When the Army Corps released a draft environmental assessment for the turning basins expansion project, it failed to consider the air pollution impacts that this expansion would have on my community.
Seventy percent of West Oakland’s residents are people of color, and half of new childhood asthma cases here are due to traffic-related air pollution, compared to about 20% of new childhood asthma cases in the nearby affluent and mostly White neighborhoods in the Oakland hills. Asthma hospitalizations for West Oakland residents are 88% higher than the Alameda County average, and heart disease deaths are 33% higher. Exposure to diesel exhaust and particulate matter is especially insidious because it crosses the blood-brain barrier and elevates people’s risk for developing bronchitis, emphysema and stroke.
As a West Oakland community leader, I want the Army Corps to redo its analysis and produce a complete environmental impact statement that properly analyzes the air quality, public health, environmental justice and other impacts of this dangerous project.
The Corps’ failures are magnified as we see a push toward environmental justice at all levels of government: The Biden administration just signed Executive Order 14096 “to confront long-standing environmental injustices and inequities” and strengthen engagement with communities through meaningful public participation in agency decision-making. There are massive amounts of state and federal funding flooding into ports around the country to accelerate their zero-emissions transition — including millions of dollars to the Port of Oakland.

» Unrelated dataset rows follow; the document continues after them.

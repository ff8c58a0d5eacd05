//! Symbols describe how a geometry is drawn: stroke and fill of its path, markers at its anchor points and text
//! labels.
//!
//! Symbols are plain data, usually deserialized from JSON:
//!
//! ```json
//! { "lineColor": "#FF0000", "lineWidth": 4, "markerFile": "pin.png", "markerPlacement": "vertex-last" }
//! ```

use crate::color::Color;
use crate::error::GeopaintError;
use nalgebra::Vector2;
use serde::{Deserialize, Serialize};

/// Where markers of a symbol are placed on a geometry.
#[derive(Debug, Default, Copy, Clone, PartialEq, Eq, Hash, Serialize, Deserialize)]
#[serde(rename_all = "kebab-case")]
pub enum Placement {
    /// At the geometry coordinates (every point of a multipoint).
    #[default]
    Point,
    /// At the center of the geometry.
    Center,
    /// At every vertex.
    Vertex,
    /// At the first vertex.
    VertexFirst,
    /// At the last vertex.
    VertexLast,
    /// Along the line, in the middle of every segment.
    Line,
}

/// Shape of a vector marker.
#[derive(Debug, Copy, Clone, PartialEq, Eq, Serialize, Deserialize)]
#[serde(rename_all = "lowercase")]
pub enum MarkerType {
    /// Ellipse inscribed into the marker box.
    Ellipse,
    /// Axis-aligned cross.
    Cross,
    /// Diagonal cross.
    X,
    /// Diamond.
    Diamond,
    /// Vertical bar anchored at its bottom.
    Bar,
    /// Square.
    Square,
    /// Rectangle.
    Rectangle,
    /// Triangle.
    Triangle,
    /// Pin anchored at its bottom tip.
    Pin,
}

impl MarkerType {
    /// Returns true if the anchor of the marker is in the middle of its bottom edge instead of its center.
    pub fn is_bottom_anchored(&self) -> bool {
        matches!(self, MarkerType::Bar | MarkerType::Pin)
    }
}

/// Styling of a single rendering pass over a geometry.
///
/// Every property is optional. Which properties are set decides which symbolizers are built for the symbol (see
/// [`SymbolizerKind`](crate::render::symbolizer::SymbolizerKind)).
#[derive(Debug, Default, Clone, PartialEq, Serialize, Deserialize)]
#[serde(default, rename_all = "camelCase")]
pub struct Symbol {
    /// Stroke color of lines and polygon outlines.
    pub line_color: Option<Color>,
    /// Stroke width in pixels.
    pub line_width: Option<f64>,
    /// Stroke opacity.
    pub line_opacity: Option<f64>,
    /// Fill color of polygons.
    pub polygon_fill: Option<Color>,
    /// Fill opacity.
    pub polygon_opacity: Option<f64>,

    /// Image of an image marker.
    pub marker_file: Option<String>,
    /// Shape of a vector marker.
    pub marker_type: Option<MarkerType>,
    /// Fill color of a vector marker.
    pub marker_fill: Option<Color>,
    /// Outline color of a vector marker.
    pub marker_line_color: Option<Color>,
    /// Outline width of a vector marker.
    pub marker_line_width: Option<f64>,
    /// Marker width in pixels.
    pub marker_width: Option<f64>,
    /// Marker height in pixels.
    pub marker_height: Option<f64>,
    /// Horizontal offset of the marker in pixels.
    pub marker_dx: Option<f64>,
    /// Vertical offset of the marker in pixels.
    pub marker_dy: Option<f64>,
    /// Marker opacity.
    pub marker_opacity: Option<f64>,
    /// Anchors of the markers and labels.
    pub marker_placement: Option<Placement>,

    /// Label text.
    pub text_name: Option<String>,
    /// Font size in pixels.
    pub text_size: Option<f64>,
    /// Text color.
    pub text_fill: Option<Color>,
    /// Horizontal offset of the label in pixels.
    pub text_dx: Option<f64>,
    /// Vertical offset of the label in pixels.
    pub text_dy: Option<f64>,

    /// Blur radius of the shadow. Shadow is drawn only if it is positive.
    pub shadow_blur: Option<f64>,
    /// Color of the shadow.
    pub shadow_color: Option<Color>,
    /// Horizontal offset of the shadow.
    pub shadow_offset_x: Option<f64>,
    /// Vertical offset of the shadow.
    pub shadow_offset_y: Option<f64>,

    /// Opacity multiplier of everything drawn with the symbol.
    pub opacity: Option<f64>,
}

impl Symbol {
    /// Parses a symbol from its JSON representation.
    pub fn from_json(json: &str) -> Result<Self, GeopaintError> {
        Ok(serde_json::from_str(json)?)
    }

    /// Shadow settings of the symbol, if the symbol has a shadow.
    pub fn shadow(&self) -> Option<Shadow> {
        let blur = self.shadow_blur.filter(|blur| *blur > 0.0)?;
        Some(Shadow {
            blur,
            color: self.shadow_color.unwrap_or(Color::BLACK),
            offset: Vector2::new(
                self.shadow_offset_x.unwrap_or_default(),
                self.shadow_offset_y.unwrap_or_default(),
            ),
        })
    }

    /// Opacity multiplier of the symbol.
    pub fn opacity(&self) -> f64 {
        self.opacity.unwrap_or(1.0)
    }
}

/// One or more symbols of a geometry.
///
/// Symbols are drawn in order, so the last one ends up on top.
#[derive(Debug, Clone, PartialEq, Serialize, Deserialize)]
#[serde(untagged)]
pub enum SymbolSet {
    /// Single symbol.
    Single(Symbol),
    /// Composite symbol.
    Multiple(Vec<Symbol>),
}

impl Default for SymbolSet {
    fn default() -> Self {
        Self::Multiple(vec![])
    }
}

impl SymbolSet {
    /// Parses a symbol or an array of symbols from JSON.
    pub fn from_json(json: &str) -> Result<Self, GeopaintError> {
        Ok(serde_json::from_str(json)?)
    }

    /// Symbols of the set in drawing order.
    pub fn symbols(&self) -> &[Symbol] {
        match self {
            SymbolSet::Single(symbol) => std::slice::from_ref(symbol),
            SymbolSet::Multiple(symbols) => symbols,
        }
    }
}

impl From<Symbol> for SymbolSet {
    fn from(value: Symbol) -> Self {
        Self::Single(value)
    }
}

/// Drop shadow applied to everything drawn with a symbol.
#[derive(Debug, Clone, Copy, PartialEq)]
pub struct Shadow {
    /// Blur radius in pixels.
    pub blur: f64,
    /// Shadow color.
    pub color: Color,
    /// Offset of the shadow in pixels.
    pub offset: Vector2<f64>,
}
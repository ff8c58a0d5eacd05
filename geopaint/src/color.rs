use serde::{Deserialize, Serialize};

/// RGBA color used by symbols and paints.
///
/// Serialized as a HEX string (`#RRGGBB` or `#RRGGBBAA`).
#[derive(Debug, Default, Copy, Clone, PartialEq, Eq, Hash, Serialize, Deserialize)]
#[serde(try_from = "String", into = "String")]
pub struct Color {
    r: u8,
    g: u8,
    b: u8,
    a: u8,
}

impl TryFrom<String> for Color {
    type Error = String;

    fn try_from(value: String) -> Result<Self, Self::Error> {
        Self::try_from_hex(&value).ok_or_else(|| format!("invalid color string: {value}"))
    }
}

impl From<Color> for String {
    fn from(val: Color) -> Self {
        val.to_hex()
    }
}

impl Color {
    /// Transparent color: `#00000000`
    pub const TRANSPARENT: Color = Color::rgba(0, 0, 0, 0);
    /// Red color: `#FF0000FF`
    pub const RED: Color = Color::rgba(255, 0, 0, 255);
    /// Blue color: `#0000FFFF`
    pub const BLUE: Color = Color::rgba(0, 0, 255, 255);
    /// White color: `#FFFFFFFF`
    pub const WHITE: Color = Color::rgba(255, 255, 255, 255);
    /// Black color: `#000000FF`
    pub const BLACK: Color = Color::rgba(0, 0, 0, 255);

    /// Constructs color from its RGBA channels.
    pub const fn rgba(r: u8, g: u8, b: u8, a: u8) -> Self {
        Self { r, g, b, a }
    }

    /// Converts the color into HEX8 string: `#RRGGBBAA`.
    pub fn to_hex(&self) -> String {
        format!("#{:02X}{:02X}{:02X}{:02X}", self.r, self.g, self.b, self.a)
    }

    /// Parses a color from the hex string. Hex string can be either HEX6 (`#RRGGBB`) or HEX8 (`#RRGGBBAA`).
    pub fn try_from_hex(hex_string: &str) -> Option<Self> {
        if hex_string.len() != 7 && hex_string.len() != 9 || !hex_string.starts_with('#') {
            return None;
        }

        let channel = |from: usize| {
            hex_string
                .get(from..from + 2)
                .and_then(|s| u8::from_str_radix(s, 16).ok())
        };

        let r = channel(1)?;
        let g = channel(3)?;
        let b = channel(5)?;
        let a = if hex_string.len() == 9 {
            channel(7)?
        } else {
            255
        };

        Some(Self { r, g, b, a })
    }

    /// Returns a new color instance, copied from the base one but with the given alpha channel.
    pub fn with_alpha(&self, a: u8) -> Self {
        Self { a, ..*self }
    }

    /// Returns the color with its alpha channel multiplied by `opacity` (clamped to `0..=1`).
    pub fn with_opacity(&self, opacity: f64) -> Self {
        let k = opacity.clamp(0.0, 1.0);
        self.with_alpha((self.a as f64 * k).round() as u8)
    }

    /// Returns true if the color is fully transparent (`a == 0`).
    pub fn is_transparent(&self) -> bool {
        self.a == 0
    }

    /// Red component of the color in RGBA space.
    pub fn r(&self) -> u8 {
        self.r
    }

    /// Green component of the color in RGBA space.
    pub fn g(&self) -> u8 {
        self.g
    }

    /// Blue component of the color in RGBA space.
    pub fn b(&self) -> u8 {
        self.b
    }

    /// Opacity component of the color.
    pub fn a(&self) -> u8 {
        self.a
    }
}
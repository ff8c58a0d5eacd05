//! Cache of the paint params of a geometry.
//!
//! Two snapshots are kept: the *fast* one is the params computed for the last resolution (possibly simplified), the
//! *complete* one is the unsimplified params, valid for any resolution up to the one it was computed at. Complete
//! params are preferred whenever they are valid, so zooming in after zooming out does not reuse a simplified path.

use crate::geometry::{PaintGeometry, PaintParams};
use std::sync::Arc;

/// Paint params with the resolution they were computed for.
#[derive(Debug, Clone)]
pub struct ParamsSnapshot {
    /// Paint params.
    pub params: Arc<PaintParams>,
    /// Resolution of the snapshot.
    pub resolution: f64,
}

/// Which snapshot the last selection returned.
#[derive(Debug, Default, Copy, Clone, PartialEq, Eq)]
pub enum CacheState {
    /// Nothing was selected since the cache was created or cleared.
    #[default]
    Empty,
    /// Params of the last requested resolution.
    Fast,
    /// Unsimplified params.
    Complete,
}

/// Paint params cache of a single geometry.
#[derive(Debug, Default)]
pub struct ParamsCache {
    fast: Option<ParamsSnapshot>,
    complete: Option<ParamsSnapshot>,
    pitch: f64,
    bearing: f64,
    state: CacheState,
}

impl ParamsCache {
    /// Returns the paint params for the given view state, computing them with the geometry if the cached ones
    /// cannot be used.
    pub fn select<G: PaintGeometry + ?Sized>(
        &mut self,
        geometry: &G,
        resolution: f64,
        pitch: f64,
        bearing: f64,
    ) -> Option<Arc<PaintParams>> {
        let paint_as_path = geometry.paint_as_path();
        let orientation_changed = (pitch != self.pitch && geometry.redraw_when_pitch())
            || (bearing != self.bearing && geometry.redraw_when_rotate());
        if orientation_changed {
            self.complete = None;
        }

        if paint_as_path {
            if let Some(complete) = self.complete.as_ref().filter(|c| resolution <= c.resolution) {
                let params = complete.params.clone();
                self.finish(CacheState::Complete, pitch, bearing);
                return Some(params);
            }
        }

        let needs_refresh = match &self.fast {
            None => true,
            Some(fast) => fast.resolution != resolution || orientation_changed,
        };

        if needs_refresh {
            log::debug!("Paint params are outdated, computing them at resolution {resolution}");
            let params = Arc::new(geometry.paint_params(resolution)?);
            if paint_as_path && !params.simplified {
                match &mut self.complete {
                    Some(complete) => {
                        if resolution > complete.resolution {
                            complete.resolution = resolution;
                        }
                    }
                    None => {
                        log::debug!("Caching complete paint params at resolution {resolution}");
                        self.complete = Some(ParamsSnapshot {
                            params: params.clone(),
                            resolution,
                        });
                    }
                }
            }

            self.fast = Some(ParamsSnapshot {
                params: params.clone(),
                resolution,
            });
            self.finish(CacheState::Fast, pitch, bearing);
            return Some(params);
        }

        let params = self.fast.as_ref().map(|fast| fast.params.clone());
        self.finish(CacheState::Fast, pitch, bearing);
        params
    }

    fn finish(&mut self, state: CacheState, pitch: f64, bearing: f64) {
        self.state = state;
        self.pitch = pitch;
        self.bearing = bearing;
    }

    /// Snapshot the last selection was served from.
    pub fn state(&self) -> CacheState {
        self.state
    }

    /// Resolution up to which the complete snapshot is valid.
    pub fn complete_resolution(&self) -> Option<f64> {
        self.complete.as_ref().map(|c| c.resolution)
    }

    /// Drops both snapshots.
    pub fn clear(&mut self) {
        *self = Self::default();
    }
}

Why is the port taking advantage of new funding while simultaneously doubling down on a misguided project that could invite more megaships, trucks and trains into our communities? And why is the Army Corps ramming through this project without meaningfully consulting West Oakland residents and addressing the environmental justice concerns we have raised? The port should be focused on achieving zero-emissions — as neighboring communities have pleaded with them to do for years.
The port and the Army Corps have a responsibility to take a closer look at their proposal because it could have reverberating impacts in the Bay Area for decades to come. They must actually commit to principles of equity and environmental justice — not just pay lip service to them.
Margaret Gordon is a founding member of the West Oakland Environmental Indicators Project, a resident-led, community-based environmental justice organization dedicated to achieving healthy homes, healthy jobs and healthy neighborhoods.